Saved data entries

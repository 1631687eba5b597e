use workflow_validator::parse::{self, Edge, Node, NodeCategory, Workflow};
use workflow_validator::schema::StaticCatalog;
use workflow_validator::validate::{Issue, IssueCode, ValidationResult};

// =============================================================================
// Fixtures
// =============================================================================

pub fn catalog() -> StaticCatalog {
    StaticCatalog::from_json(include_str!("../fixtures/catalog.json")).expect("catalog fixture parses")
}

pub fn example_workflow() -> Workflow {
    parse::parse(include_str!("../fixtures/example_workflow.json")).expect("example fixture parses")
}

pub fn broken_workflow() -> Workflow {
    parse::parse(include_str!("../fixtures/broken_workflow.json")).expect("broken fixture parses")
}

// =============================================================================
// Graph builders
// =============================================================================

pub fn trigger(id: &str) -> Node {
    Node::new(id, NodeCategory::Trigger).with_label(id)
}

pub fn action(id: &str) -> Node {
    Node::new(id, NodeCategory::Action).with_label(id)
}

pub fn actions(ids: &[&str]) -> Vec<Node> {
    ids.iter().map(|id| action(id)).collect()
}

pub fn edges(pairs: &[(&str, &str)]) -> Vec<Edge> {
    pairs.iter().map(|(s, t)| Edge::new(*s, *t)).collect()
}

/// Deterministic pseudo-random graph: `n` nodes named `n0..`, `m` edges.
/// With `acyclic`, every edge points from a lower to a higher index.
pub fn random_graph(seed: u64, n: usize, m: usize, acyclic: bool) -> (Vec<Node>, Vec<Edge>) {
    let mut state = seed.wrapping_mul(6364136223846793005).wrapping_add(1442695040888963407);
    let mut next = move |bound: usize| {
        state = state
            .wrapping_mul(6364136223846793005)
            .wrapping_add(1442695040888963407);
        ((state >> 33) as usize) % bound.max(1)
    };

    let nodes: Vec<Node> = (0..n).map(|i| action(&format!("n{i}"))).collect();
    let mut out = Vec::with_capacity(m);
    for _ in 0..m {
        let (mut s, mut t) = (next(n), next(n));
        if acyclic {
            if s == t {
                continue;
            }
            if s > t {
                std::mem::swap(&mut s, &mut t);
            }
        }
        out.push(Edge::new(format!("n{s}"), format!("n{t}")));
    }
    (nodes, out)
}

// =============================================================================
// Assertions
// =============================================================================

pub fn assert_has_issue(result: &ValidationResult, code: IssueCode) {
    assert!(
        result.issues.iter().any(|i| i.code == code),
        "Expected issue {}, got: {:?}",
        code,
        result.issues
    );
}

pub fn assert_no_issue(result: &ValidationResult, code: IssueCode) {
    assert!(
        !result.issues.iter().any(|i| i.code == code),
        "Did not expect issue {}, but got: {:?}",
        code,
        result.issues
    );
}

/// One line per issue, in report order.
pub fn render(issues: &[Issue]) -> String {
    issues
        .iter()
        .map(|i| i.to_string())
        .collect::<Vec<_>>()
        .join("\n")
}

/// Asserts `order` is a permutation of the node ids that respects every edge.
pub fn assert_respects_edges(order: &[String], nodes: &[Node], edges: &[Edge]) {
    assert_eq!(order.len(), nodes.len(), "order: {order:?}");
    let pos = |id: &str| {
        order
            .iter()
            .position(|o| o == id)
            .unwrap_or_else(|| panic!("'{id}' missing from order {order:?}"))
    };
    for edge in edges {
        assert!(
            pos(&edge.source) < pos(&edge.target),
            "{} must precede {} in {:?}",
            edge.source,
            edge.target,
            order
        );
    }
}
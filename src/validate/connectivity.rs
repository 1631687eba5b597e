//! Connectivity rules: trigger placement, orphaned and unreachable nodes.

use std::collections::HashSet;

use petgraph::Direction;
use petgraph::graph::NodeIndex;
use petgraph::visit::Dfs;

use super::issue::{IssueCode, IssueCollector};
use crate::parse::graph::WorkflowGraph;
use crate::parse::types::Node;

pub fn validate_connectivity(nodes: &[Node], graph: &WorkflowGraph, issues: &mut IssueCollector) {
    let triggers: Vec<NodeIndex> = nodes
        .iter()
        .filter(|n| n.is_trigger())
        .filter_map(|n| graph.index_of(&n.id))
        .collect();

    // Without a trigger the reachable set is empty.
    let reachable = reachable_from(graph, &triggers);

    let mut seen = HashSet::with_capacity(nodes.len());
    for node in nodes {
        if !seen.insert(node.id.as_str()) {
            continue;
        }
        let Some(idx) = graph.index_of(&node.id) else {
            continue;
        };
        let incoming = graph.graph.edges_directed(idx, Direction::Incoming).count();
        let outgoing = graph.graph.edges_directed(idx, Direction::Outgoing).count();

        if node.is_trigger() {
            if incoming > 0 {
                issues
                    .warning(
                        IssueCode::TriggerHasIncoming,
                        format!(
                            "Trigger '{}' has incoming connections; triggers must not be targets",
                            node.display_name()
                        ),
                    )
                    .on_node(&node.id)
                    .suggest("Remove the connections leading into the trigger");
            }
            if outgoing == 0 {
                issues
                    .warning(
                        IssueCode::TriggerNotConnected,
                        format!("Trigger '{}' is connected to nothing", node.display_name()),
                    )
                    .on_node(&node.id)
                    .suggest("Connect the trigger to the first step of the workflow");
            }
            continue;
        }

        if incoming == 0 {
            issues
                .warning(
                    IssueCode::OrphanedNode,
                    format!(
                        "Node '{}' is not connected to the workflow",
                        node.display_name()
                    ),
                )
                .on_node(&node.id)
                .suggest("Connect it to a previous step or delete it");
            continue;
        }

        if !reachable.contains(&idx) {
            issues
                .warning(
                    IssueCode::UnreachableNode,
                    format!(
                        "Node '{}' is not reachable from any trigger",
                        node.display_name()
                    ),
                )
                .on_node(&node.id)
                .suggest("Connect it to a path that starts at a trigger");
        }
    }
}

/// Forward reachability from all triggers at once; each node and edge is
/// visited at most once.
fn reachable_from(graph: &WorkflowGraph, starts: &[NodeIndex]) -> HashSet<NodeIndex> {
    let mut reachable = HashSet::with_capacity(graph.node_count());
    let mut dfs = Dfs::empty(&graph.graph);
    for &start in starts {
        dfs.move_to(start);
        while let Some(nx) = dfs.next(&graph.graph) {
            reachable.insert(nx);
        }
    }
    reachable
}
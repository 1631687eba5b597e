//! Workflow-level structure rules: emptiness, trigger count, node id uniqueness.

use std::collections::HashSet;

use super::issue::{IssueCode, IssueCollector};
use crate::parse::types::Node;

/// Returns `false` when the workflow is empty and no further checks apply.
pub fn validate_structure(nodes: &[Node], issues: &mut IssueCollector) -> bool {
    if nodes.is_empty() {
        issues
            .error(IssueCode::EmptyWorkflow, "Workflow is empty")
            .suggest("Add a trigger node to start building the workflow");
        return false;
    }

    trigger_count(nodes, issues);
    unique_node_ids(nodes, issues);
    true
}

fn trigger_count(nodes: &[Node], issues: &mut IssueCollector) {
    let count = nodes.iter().filter(|n| n.is_trigger()).count();
    if count == 0 {
        issues
            .error(IssueCode::MissingTrigger, "Workflow must have a trigger node")
            .suggest("Add a trigger such as a webhook or schedule to start the workflow");
    } else if count > 1 {
        issues
            .warning(
                IssueCode::MultipleTriggers,
                format!(
                    "Workflow has {} trigger nodes; each one starts an independent run",
                    count
                ),
            )
            .suggest("Keep a single trigger unless multiple entry points are intended");
    }
}

fn unique_node_ids(nodes: &[Node], issues: &mut IssueCollector) {
    let mut seen = HashSet::new();
    for node in nodes {
        if !seen.insert(node.id.as_str()) {
            issues
                .error(
                    IssueCode::DuplicateNodeId,
                    format!("Node id '{}' is used more than once", node.id),
                )
                .on_node(&node.id);
        }
    }
}
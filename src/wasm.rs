//! WASM entry points for browser use.

use serde::{Deserialize, Serialize};
use wasm_bindgen::prelude::*;

use crate::algo::{TopologicalOrder, execution_order, find_cycles};
use crate::error::Error;
use crate::parse::WorkflowGraph;
use crate::schema::StaticCatalog;
use crate::validate::{ValidationResult, ValidatorOptions, WorkflowValidator};

/// Validate a workflow JSON against a schema catalog JSON.
/// Returns a `ValidationResult`, or `{ status: "errors", errors }` when the
/// input cannot be parsed.
#[wasm_bindgen]
pub fn validate_workflow(workflow_json: &str, catalog_json: &str) -> JsValue {
    let result = validate_workflow_inner(workflow_json, catalog_json, None);
    serde_wasm_bindgen::to_value(&result).unwrap_or(JsValue::NULL)
}

/// Same as `validate_workflow`, with `ValidatorOptions` as JSON.
#[wasm_bindgen]
pub fn validate_workflow_with_options(
    workflow_json: &str,
    catalog_json: &str,
    options_json: &str,
) -> JsValue {
    let result = validate_workflow_inner(workflow_json, catalog_json, Some(options_json));
    serde_wasm_bindgen::to_value(&result).unwrap_or(JsValue::NULL)
}

fn validate_workflow_inner(
    workflow_json: &str,
    catalog_json: &str,
    options_json: Option<&str>,
) -> ValidateResponse {
    let workflow = match crate::parse::parse(workflow_json) {
        Ok(w) => w,
        Err(e) => return ValidateResponse::errors(e),
    };
    let catalog = match StaticCatalog::from_json(catalog_json) {
        Ok(c) => c,
        Err(e) => return ValidateResponse::errors(e),
    };
    let options = match options_json.map(|s| serde_json::from_str::<ValidatorOptions>(s)) {
        None => ValidatorOptions::default(),
        Some(Ok(o)) => o,
        Some(Err(e)) => return ValidateResponse::errors(Error::from(e)),
    };

    let result = WorkflowValidator::new(&catalog)
        .with_options(options)
        .validate(&workflow);
    ValidateResponse::Report(result)
}

/// Topological order of a workflow JSON as `{ success, order, error? }`.
#[wasm_bindgen]
pub fn topological_order(workflow_json: &str) -> JsValue {
    let result = topological_order_inner(workflow_json);
    serde_wasm_bindgen::to_value(&result).unwrap_or(JsValue::NULL)
}

fn topological_order_inner(workflow_json: &str) -> TopologicalOrder {
    let result = crate::parse::parse_and_build(workflow_json)
        .and_then(|(_, graph)| execution_order(&graph));
    TopologicalOrder::from(result)
}

/// Cycle witnesses of a workflow JSON as an array of id arrays.
#[wasm_bindgen]
pub fn detect_cycles(workflow_json: &str) -> JsValue {
    let result = detect_cycles_inner(workflow_json);
    serde_wasm_bindgen::to_value(&result).unwrap_or(JsValue::NULL)
}

fn detect_cycles_inner(workflow_json: &str) -> CyclesResponse {
    match crate::parse::parse(workflow_json) {
        Ok(workflow) => CyclesResponse::Cycles(find_cycles(&WorkflowGraph::build(
            &workflow.nodes,
            &workflow.edges,
        ))),
        Err(e) => CyclesResponse::Errors(vec![ErrorDto::from(e)]),
    }
}

// ---------------------------------------------------------------------------
// DTOs for serialization to JS
// ---------------------------------------------------------------------------

#[derive(Debug, Serialize, Deserialize)]
struct ErrorDto {
    code: String,
    message: String,
}

impl From<Error> for ErrorDto {
    fn from(e: Error) -> Self {
        ErrorDto {
            code: e.code().to_string(),
            message: e.to_string(),
        }
    }
}

#[derive(Debug, Serialize, Deserialize)]
#[serde(tag = "status")]
enum ValidateResponse {
    #[serde(rename = "report")]
    Report(ValidationResult),
    #[serde(rename = "errors")]
    Errors { errors: Vec<ErrorDto> },
}

impl ValidateResponse {
    fn errors(e: Error) -> Self {
        ValidateResponse::Errors {
            errors: vec![ErrorDto::from(e)],
        }
    }
}

#[derive(Debug, Serialize, Deserialize)]
#[serde(untagged)]
enum CyclesResponse {
    Cycles(Vec<Vec<String>>),
    Errors(Vec<ErrorDto>),
}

* Exercise details:
Line count for the string "every": please say how many lines in the entries above contain it, with no other words.

* Result of this exercise:
2